According to the witnesses, except for themselves, Woodward was the only person in the courtroom besides Judge Harden, the bailiff and the court reporter,” remembers Cassel.

Witnesses concur that the court reporter was on time while Woodward, Judge Harden and the bailiff were outside the courtroom having a private consultation. Woodward then entered the courtroom four minutes late followed by Zielinski and then Judge Harden.

“There was no prosecutor and Woodward was not represented by counsel,” noted Mrs. Tyler who found it odd that somebody who is being sentenced for her fifth DUI would not be worthy of prosecution by the state and was herself so unconcerned about her fate that she was not at least represented by a public defender.

Tyler remembers that Woodward drove herself to court for her first sentencing while her license was suspended.

Under Idaho state law, three DUIs within five years is a felony and punishable by up to five years in prison, fines of up to $5,000 and a driver's license may be suspended for a maximum five years.

Judge Harden read the charges brought before the court (DUI) but did not elaborate that her driving privileges had been suspended.

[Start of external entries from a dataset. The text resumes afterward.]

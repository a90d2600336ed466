//! Reconciling phase countdown
//!
//! The timer ticks at a fine granularity but never decrements a counter: each
//! tick recomputes the remaining whole seconds from the phase start instant, so
//! dropped ticks, scheduler stalls or a suspended host cannot make it drift.
//! A timer only acts while the session's active [`PhaseTag`] still equals the
//! tag it was armed with; once the session moves on, the timer goes inert.

use crate::session::Phase;
use std::sync::Arc;
use std::time::Duration;
use tokio::sync::watch;
use tokio::task::JoinHandle;
use tokio::time::{Instant, MissedTickBehavior};
use tracing::debug;

/// Identity of one phase instance
///
/// `generation` is bumped on every phase entry, so re-entering the same phase
/// for the same question (e.g. after an authoritative resync) still produces a
/// distinct tag.
#[derive(Debug, Clone, Copy, PartialEq, Eq, Default)]
pub struct PhaseTag {
    pub phase: Phase,
    pub question_index: usize,
    pub generation: u64,
}

/// Deadline of an armed phase
#[derive(Debug, Clone, Copy)]
pub struct TimerDeadline {
    pub started_at: Instant,
    pub duration_secs: u64,
    pub tag: PhaseTag,
}

impl TimerDeadline {
    pub fn remaining_at(&self, now: Instant) -> u64 {
        remaining_secs(self.duration_secs, self.started_at, now)
    }
}

/// `duration - floor(elapsed_ms / 1000)`, saturating at zero
pub fn remaining_secs(duration_secs: u64, started_at: Instant, now: Instant) -> u64 {
    let elapsed_secs = now.saturating_duration_since(started_at).as_millis() / 1000;
    let elapsed_secs = u64::try_from(elapsed_secs).unwrap_or(u64::MAX);
    duration_secs.saturating_sub(elapsed_secs)
}

/// Single-slot phase countdown; arming replaces whatever was armed before
pub struct PhaseTimer {
    tick: Duration,
    active: watch::Receiver<PhaseTag>,
    remaining: Arc<watch::Sender<u64>>,
    deadline: Option<TimerDeadline>,
    handle: Option<JoinHandle<()>>,
}

impl PhaseTimer {
    /// `active` publishes the session's current phase tag
    pub fn new(active: watch::Receiver<PhaseTag>, tick: Duration) -> Self {
        let (remaining, _) = watch::channel(0);
        Self {
            tick,
            active,
            remaining: Arc::new(remaining),
            deadline: None,
            handle: None,
        }
    }

    /// Start a countdown for `tag` beginning now
    pub fn arm<F>(&mut self, duration_secs: u64, tag: PhaseTag, on_expire: F)
    where
        F: FnOnce(PhaseTag) + Send + 'static,
    {
        self.arm_at(Instant::now(), duration_secs, tag, on_expire);
    }

    /// Start a countdown for `tag` from an explicit phase start instant
    ///
    /// `on_expire` runs at most once, and only if `tag` is still the active
    /// tag when the remaining time reaches zero.
    pub fn arm_at<F>(&mut self, started_at: Instant, duration_secs: u64, tag: PhaseTag, on_expire: F)
    where
        F: FnOnce(PhaseTag) + Send + 'static,
    {
        self.cancel();

        let deadline = TimerDeadline {
            started_at,
            duration_secs,
            tag,
        };
        self.remaining
            .send_replace(deadline.remaining_at(Instant::now()));
        self.deadline = Some(deadline);

        let tick = self.tick;
        let active = self.active.clone();
        let remaining = Arc::clone(&self.remaining);

        debug!(
            "Arming {} timer for question {} ({}s, generation {})",
            tag.phase, tag.question_index, duration_secs, tag.generation
        );

        self.handle = Some(tokio::spawn(async move {
            let mut interval = tokio::time::interval(tick);
            interval.set_missed_tick_behavior(MissedTickBehavior::Skip);

            loop {
                interval.tick().await;

                if *active.borrow() != tag {
                    debug!(
                        "Phase {} (generation {}) superseded, timer going inert",
                        tag.phase, tag.generation
                    );
                    return;
                }

                let left = deadline.remaining_at(Instant::now());
                remaining.send_replace(left);

                if left == 0 {
                    debug!("{} timer expired for question {}", tag.phase, tag.question_index);
                    on_expire(tag);
                    return;
                }
            }
        }));
    }

    /// Stop the countdown; a cancelled timer never fires
    pub fn cancel(&mut self) {
        if let Some(handle) = self.handle.take() {
            handle.abort();
        }
        self.deadline = None;
        self.remaining.send_replace(0);
    }

    pub fn is_armed(&self) -> bool {
        self.handle
            .as_ref()
            .is_some_and(|handle| !handle.is_finished())
    }

    pub fn deadline(&self) -> Option<TimerDeadline> {
        self.deadline
    }

    /// Whole seconds left on the armed phase, as of the last tick
    pub fn remaining(&self) -> u64 {
        *self.remaining.borrow()
    }

    pub fn subscribe_remaining(&self) -> watch::Receiver<u64> {
        self.remaining.subscribe()
    }
}

impl Drop for PhaseTimer {
    fn drop(&mut self) {
        if let Some(handle) = self.handle.take() {
            handle.abort();
        }
    }
}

Woodward briefly pleaded her case for one minute making an excuse for her behavior based on the amount of stress she was under due to being harassed and intimidated publicly, alluding to The Idaho Observer's coverage of the bogus rape and kidnapping case she has against Mark Tyler. “Woodward's excuse for driving while intoxicated is absurd because her arrest came before this case was publicly known,” commented Mrs. Tyler.

After Woodward pleaded her case, the court reporter was asked by Judge Harden to retrieve some additional court documents that were not present. She left the courtroom to apparently retrieve another file. “At this point the bailiff went up to the bench and had a private conversation with Judge Harden. The court reporter returned five minutes later at 2:45 p.m. with another file which she handed to the judge. He spent another five minutes hurriedly writing what I would surmise to be her sentencing. We all thought it strange that no one else was present at this time except for the bailiff, judge, court reporter and the defendant,” said Cassel.

Harden gave her no further punishment based on her driving without a driver's license or driving without proof of liability insurance.

Woodward was given 45 days in jail with work release and two years probation.

Other people, including the witnesses at Woodward's sentencing, have seen Judge Harden hand down extremely stiff penalties for DUI offenses as a rule. Harden forces nearly everybody else into the full gamut of DUI counseling programs.

A man who was being sentenced for his second DUI in 12 years immediately prior to Woodward's sentencing, was reportedly harshly tongue lashed by Harden and was given the maximum penalties allowed under law.